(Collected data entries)

================================

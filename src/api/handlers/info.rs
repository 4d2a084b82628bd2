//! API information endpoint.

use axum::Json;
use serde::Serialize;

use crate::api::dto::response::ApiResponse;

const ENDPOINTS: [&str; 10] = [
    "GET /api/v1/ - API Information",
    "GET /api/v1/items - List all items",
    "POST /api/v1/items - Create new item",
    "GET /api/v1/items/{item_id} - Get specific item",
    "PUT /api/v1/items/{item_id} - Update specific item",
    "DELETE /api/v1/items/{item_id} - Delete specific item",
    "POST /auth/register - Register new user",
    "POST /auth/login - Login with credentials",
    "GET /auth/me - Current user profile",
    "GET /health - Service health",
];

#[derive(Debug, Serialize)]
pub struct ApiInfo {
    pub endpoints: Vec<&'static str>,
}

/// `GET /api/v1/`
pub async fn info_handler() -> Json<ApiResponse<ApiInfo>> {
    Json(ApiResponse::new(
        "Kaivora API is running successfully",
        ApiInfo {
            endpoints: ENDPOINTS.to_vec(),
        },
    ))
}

================================

**Exercise brief:** Only the number is required: state how many lines of the entries hold the word "user".

**Exercise response:** 2